● Exercise
For the data below, report how many lines contain the string "ManagerCycle" and write nothing more.

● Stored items
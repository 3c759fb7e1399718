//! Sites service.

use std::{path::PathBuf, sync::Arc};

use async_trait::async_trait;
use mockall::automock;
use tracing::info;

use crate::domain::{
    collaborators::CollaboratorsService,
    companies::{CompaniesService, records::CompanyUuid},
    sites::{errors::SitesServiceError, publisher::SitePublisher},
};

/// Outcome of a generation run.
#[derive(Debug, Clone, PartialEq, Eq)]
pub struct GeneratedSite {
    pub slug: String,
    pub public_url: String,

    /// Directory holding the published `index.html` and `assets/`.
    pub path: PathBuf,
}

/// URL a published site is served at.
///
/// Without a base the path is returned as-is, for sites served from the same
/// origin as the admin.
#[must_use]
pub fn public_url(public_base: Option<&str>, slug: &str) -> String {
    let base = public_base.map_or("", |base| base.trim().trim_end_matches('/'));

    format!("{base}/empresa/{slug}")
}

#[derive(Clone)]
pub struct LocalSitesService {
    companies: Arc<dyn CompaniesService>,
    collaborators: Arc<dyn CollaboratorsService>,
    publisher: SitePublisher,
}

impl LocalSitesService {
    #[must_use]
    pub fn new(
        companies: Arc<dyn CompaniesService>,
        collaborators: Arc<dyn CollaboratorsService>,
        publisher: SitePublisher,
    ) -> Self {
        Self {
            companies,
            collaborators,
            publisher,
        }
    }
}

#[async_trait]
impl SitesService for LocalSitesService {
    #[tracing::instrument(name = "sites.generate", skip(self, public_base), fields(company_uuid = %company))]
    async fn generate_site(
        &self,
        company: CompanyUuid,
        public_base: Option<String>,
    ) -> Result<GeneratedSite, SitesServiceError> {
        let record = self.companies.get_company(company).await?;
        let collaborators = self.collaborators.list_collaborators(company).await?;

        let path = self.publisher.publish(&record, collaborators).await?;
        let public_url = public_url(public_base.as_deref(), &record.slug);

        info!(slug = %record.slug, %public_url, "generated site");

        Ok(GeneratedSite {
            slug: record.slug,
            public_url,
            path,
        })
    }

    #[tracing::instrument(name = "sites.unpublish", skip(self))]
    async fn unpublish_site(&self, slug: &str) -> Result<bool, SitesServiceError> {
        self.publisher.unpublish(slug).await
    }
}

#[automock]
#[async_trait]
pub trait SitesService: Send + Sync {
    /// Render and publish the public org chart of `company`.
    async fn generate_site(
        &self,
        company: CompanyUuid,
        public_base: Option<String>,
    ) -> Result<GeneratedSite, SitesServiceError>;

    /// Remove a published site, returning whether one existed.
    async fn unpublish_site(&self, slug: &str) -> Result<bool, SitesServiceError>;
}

...

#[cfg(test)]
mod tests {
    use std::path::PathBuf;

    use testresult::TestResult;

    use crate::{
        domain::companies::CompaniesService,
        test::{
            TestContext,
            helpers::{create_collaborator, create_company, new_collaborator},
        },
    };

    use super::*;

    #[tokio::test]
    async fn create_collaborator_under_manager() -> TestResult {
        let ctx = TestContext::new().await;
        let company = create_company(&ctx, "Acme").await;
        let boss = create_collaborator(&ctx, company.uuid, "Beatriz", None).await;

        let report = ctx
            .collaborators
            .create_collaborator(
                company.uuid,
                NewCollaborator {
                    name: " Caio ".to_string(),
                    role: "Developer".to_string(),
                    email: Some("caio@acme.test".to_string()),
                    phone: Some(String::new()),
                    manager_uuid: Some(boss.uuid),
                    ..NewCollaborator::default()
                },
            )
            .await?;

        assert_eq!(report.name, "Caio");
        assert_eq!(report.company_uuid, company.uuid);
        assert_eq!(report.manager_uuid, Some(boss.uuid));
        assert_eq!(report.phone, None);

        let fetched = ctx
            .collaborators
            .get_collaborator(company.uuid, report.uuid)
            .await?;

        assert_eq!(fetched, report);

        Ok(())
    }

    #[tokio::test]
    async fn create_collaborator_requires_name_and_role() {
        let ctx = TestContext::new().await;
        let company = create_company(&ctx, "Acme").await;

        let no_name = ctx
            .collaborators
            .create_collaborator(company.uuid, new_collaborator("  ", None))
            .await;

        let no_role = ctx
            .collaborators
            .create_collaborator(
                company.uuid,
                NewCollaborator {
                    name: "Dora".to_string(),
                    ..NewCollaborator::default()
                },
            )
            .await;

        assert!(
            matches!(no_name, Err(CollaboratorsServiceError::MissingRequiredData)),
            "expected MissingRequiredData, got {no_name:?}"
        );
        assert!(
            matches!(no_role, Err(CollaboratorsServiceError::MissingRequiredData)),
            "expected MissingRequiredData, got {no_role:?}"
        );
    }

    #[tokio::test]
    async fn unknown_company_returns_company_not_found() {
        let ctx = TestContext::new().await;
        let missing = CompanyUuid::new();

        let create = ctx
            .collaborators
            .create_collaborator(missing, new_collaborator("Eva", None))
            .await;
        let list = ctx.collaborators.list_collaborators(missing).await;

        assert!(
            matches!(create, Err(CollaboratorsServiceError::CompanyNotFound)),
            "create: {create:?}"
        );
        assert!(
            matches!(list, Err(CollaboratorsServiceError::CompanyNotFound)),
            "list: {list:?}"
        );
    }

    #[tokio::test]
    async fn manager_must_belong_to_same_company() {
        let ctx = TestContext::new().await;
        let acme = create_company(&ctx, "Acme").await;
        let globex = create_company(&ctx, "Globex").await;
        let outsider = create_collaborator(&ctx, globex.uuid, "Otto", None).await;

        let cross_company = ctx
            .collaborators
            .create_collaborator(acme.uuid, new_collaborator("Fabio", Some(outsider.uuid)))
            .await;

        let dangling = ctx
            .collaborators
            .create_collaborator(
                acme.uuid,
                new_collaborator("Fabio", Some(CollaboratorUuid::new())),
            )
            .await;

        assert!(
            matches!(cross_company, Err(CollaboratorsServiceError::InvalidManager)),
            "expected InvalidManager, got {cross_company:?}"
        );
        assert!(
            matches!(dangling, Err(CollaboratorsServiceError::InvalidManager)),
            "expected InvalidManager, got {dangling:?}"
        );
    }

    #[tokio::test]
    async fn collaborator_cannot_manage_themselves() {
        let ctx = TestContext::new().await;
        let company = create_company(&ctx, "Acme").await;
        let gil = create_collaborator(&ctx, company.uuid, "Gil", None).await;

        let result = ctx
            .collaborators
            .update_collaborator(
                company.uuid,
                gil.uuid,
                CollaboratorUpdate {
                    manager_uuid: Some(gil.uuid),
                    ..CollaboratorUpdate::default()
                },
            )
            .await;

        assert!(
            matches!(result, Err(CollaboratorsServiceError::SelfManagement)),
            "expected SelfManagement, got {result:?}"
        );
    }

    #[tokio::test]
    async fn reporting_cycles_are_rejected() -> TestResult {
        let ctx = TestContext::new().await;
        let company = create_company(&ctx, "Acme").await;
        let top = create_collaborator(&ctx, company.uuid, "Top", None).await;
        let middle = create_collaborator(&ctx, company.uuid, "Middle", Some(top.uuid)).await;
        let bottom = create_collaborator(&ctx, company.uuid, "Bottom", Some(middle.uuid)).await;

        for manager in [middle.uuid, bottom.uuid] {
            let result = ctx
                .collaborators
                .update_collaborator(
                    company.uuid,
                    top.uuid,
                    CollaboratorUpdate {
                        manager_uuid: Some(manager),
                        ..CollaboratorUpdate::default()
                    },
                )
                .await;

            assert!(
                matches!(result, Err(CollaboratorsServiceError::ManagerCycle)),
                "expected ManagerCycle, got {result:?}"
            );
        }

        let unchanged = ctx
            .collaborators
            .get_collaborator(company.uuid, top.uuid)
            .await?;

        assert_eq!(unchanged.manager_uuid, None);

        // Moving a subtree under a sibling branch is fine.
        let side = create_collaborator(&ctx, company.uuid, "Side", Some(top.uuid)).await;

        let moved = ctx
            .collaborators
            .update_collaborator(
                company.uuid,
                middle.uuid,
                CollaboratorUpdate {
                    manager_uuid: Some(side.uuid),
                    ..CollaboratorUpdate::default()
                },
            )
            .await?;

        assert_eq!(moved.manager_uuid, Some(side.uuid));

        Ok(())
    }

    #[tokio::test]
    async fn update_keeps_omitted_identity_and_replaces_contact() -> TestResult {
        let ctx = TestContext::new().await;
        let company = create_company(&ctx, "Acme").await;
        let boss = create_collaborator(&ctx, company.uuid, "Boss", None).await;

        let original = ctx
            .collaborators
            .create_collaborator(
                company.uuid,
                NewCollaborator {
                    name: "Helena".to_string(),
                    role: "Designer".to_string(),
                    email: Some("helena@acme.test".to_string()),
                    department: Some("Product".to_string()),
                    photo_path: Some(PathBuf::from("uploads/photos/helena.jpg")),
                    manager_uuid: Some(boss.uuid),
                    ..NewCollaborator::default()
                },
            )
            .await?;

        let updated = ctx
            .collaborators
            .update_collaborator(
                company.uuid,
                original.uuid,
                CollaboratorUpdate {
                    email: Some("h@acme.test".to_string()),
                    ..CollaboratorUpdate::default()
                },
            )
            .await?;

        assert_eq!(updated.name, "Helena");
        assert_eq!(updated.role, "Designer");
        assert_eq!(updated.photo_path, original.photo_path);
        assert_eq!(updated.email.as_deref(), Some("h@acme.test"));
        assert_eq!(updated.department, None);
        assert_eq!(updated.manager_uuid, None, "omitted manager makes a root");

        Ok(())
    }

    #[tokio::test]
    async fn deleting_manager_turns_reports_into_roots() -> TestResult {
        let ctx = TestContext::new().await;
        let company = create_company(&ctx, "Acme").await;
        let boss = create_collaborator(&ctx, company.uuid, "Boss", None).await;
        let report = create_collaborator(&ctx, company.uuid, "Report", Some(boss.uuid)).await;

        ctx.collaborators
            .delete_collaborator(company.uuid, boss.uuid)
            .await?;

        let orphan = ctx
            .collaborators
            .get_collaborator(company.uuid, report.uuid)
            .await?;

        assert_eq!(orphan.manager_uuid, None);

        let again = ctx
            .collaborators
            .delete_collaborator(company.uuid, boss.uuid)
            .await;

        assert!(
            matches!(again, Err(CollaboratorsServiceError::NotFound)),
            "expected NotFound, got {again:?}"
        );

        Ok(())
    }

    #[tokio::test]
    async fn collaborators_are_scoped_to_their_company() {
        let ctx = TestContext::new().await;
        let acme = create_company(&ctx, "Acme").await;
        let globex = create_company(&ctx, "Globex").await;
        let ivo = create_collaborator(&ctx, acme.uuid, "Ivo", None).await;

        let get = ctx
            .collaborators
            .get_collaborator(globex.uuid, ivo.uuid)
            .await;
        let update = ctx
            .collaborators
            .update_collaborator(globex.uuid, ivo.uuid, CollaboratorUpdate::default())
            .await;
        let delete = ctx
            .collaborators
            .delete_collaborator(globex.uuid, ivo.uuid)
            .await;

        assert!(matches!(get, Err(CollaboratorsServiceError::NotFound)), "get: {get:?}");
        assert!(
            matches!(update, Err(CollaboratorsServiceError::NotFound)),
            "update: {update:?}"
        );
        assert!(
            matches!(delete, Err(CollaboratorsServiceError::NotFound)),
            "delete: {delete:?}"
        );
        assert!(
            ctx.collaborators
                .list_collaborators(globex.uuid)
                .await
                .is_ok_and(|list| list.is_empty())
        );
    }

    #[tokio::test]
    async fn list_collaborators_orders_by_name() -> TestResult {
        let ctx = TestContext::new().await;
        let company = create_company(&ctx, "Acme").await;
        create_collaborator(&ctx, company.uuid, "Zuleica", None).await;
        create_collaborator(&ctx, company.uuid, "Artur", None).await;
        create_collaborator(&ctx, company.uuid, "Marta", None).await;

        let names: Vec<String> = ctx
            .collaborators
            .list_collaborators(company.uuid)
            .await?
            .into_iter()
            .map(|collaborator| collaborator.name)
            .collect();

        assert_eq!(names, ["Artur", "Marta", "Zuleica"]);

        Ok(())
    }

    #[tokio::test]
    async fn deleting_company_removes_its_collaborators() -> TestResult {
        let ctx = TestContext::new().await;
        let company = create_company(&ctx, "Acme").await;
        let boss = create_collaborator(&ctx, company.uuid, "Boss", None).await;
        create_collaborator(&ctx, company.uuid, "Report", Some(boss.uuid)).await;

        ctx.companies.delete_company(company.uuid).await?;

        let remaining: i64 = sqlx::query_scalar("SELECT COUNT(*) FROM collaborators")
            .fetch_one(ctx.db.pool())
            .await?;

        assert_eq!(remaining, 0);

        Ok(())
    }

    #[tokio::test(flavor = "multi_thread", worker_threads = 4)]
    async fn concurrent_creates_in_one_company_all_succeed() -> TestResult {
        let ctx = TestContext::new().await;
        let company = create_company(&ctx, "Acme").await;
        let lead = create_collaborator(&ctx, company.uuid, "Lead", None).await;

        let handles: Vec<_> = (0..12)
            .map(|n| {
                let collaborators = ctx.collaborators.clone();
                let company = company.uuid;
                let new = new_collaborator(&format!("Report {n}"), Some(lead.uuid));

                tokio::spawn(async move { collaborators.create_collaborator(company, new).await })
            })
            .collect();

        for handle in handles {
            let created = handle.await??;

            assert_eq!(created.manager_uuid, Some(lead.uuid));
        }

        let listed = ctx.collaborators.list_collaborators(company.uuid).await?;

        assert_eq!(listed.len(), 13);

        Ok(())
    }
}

==

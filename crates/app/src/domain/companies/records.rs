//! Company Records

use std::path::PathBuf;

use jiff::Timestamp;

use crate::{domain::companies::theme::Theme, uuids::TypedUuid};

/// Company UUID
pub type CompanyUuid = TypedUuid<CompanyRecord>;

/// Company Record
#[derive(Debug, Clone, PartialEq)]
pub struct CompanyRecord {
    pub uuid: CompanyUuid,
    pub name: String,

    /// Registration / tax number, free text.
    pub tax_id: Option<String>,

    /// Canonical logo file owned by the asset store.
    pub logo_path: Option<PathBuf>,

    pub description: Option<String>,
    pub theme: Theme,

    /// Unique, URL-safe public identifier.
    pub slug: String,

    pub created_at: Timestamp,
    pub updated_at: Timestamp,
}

● Task output
2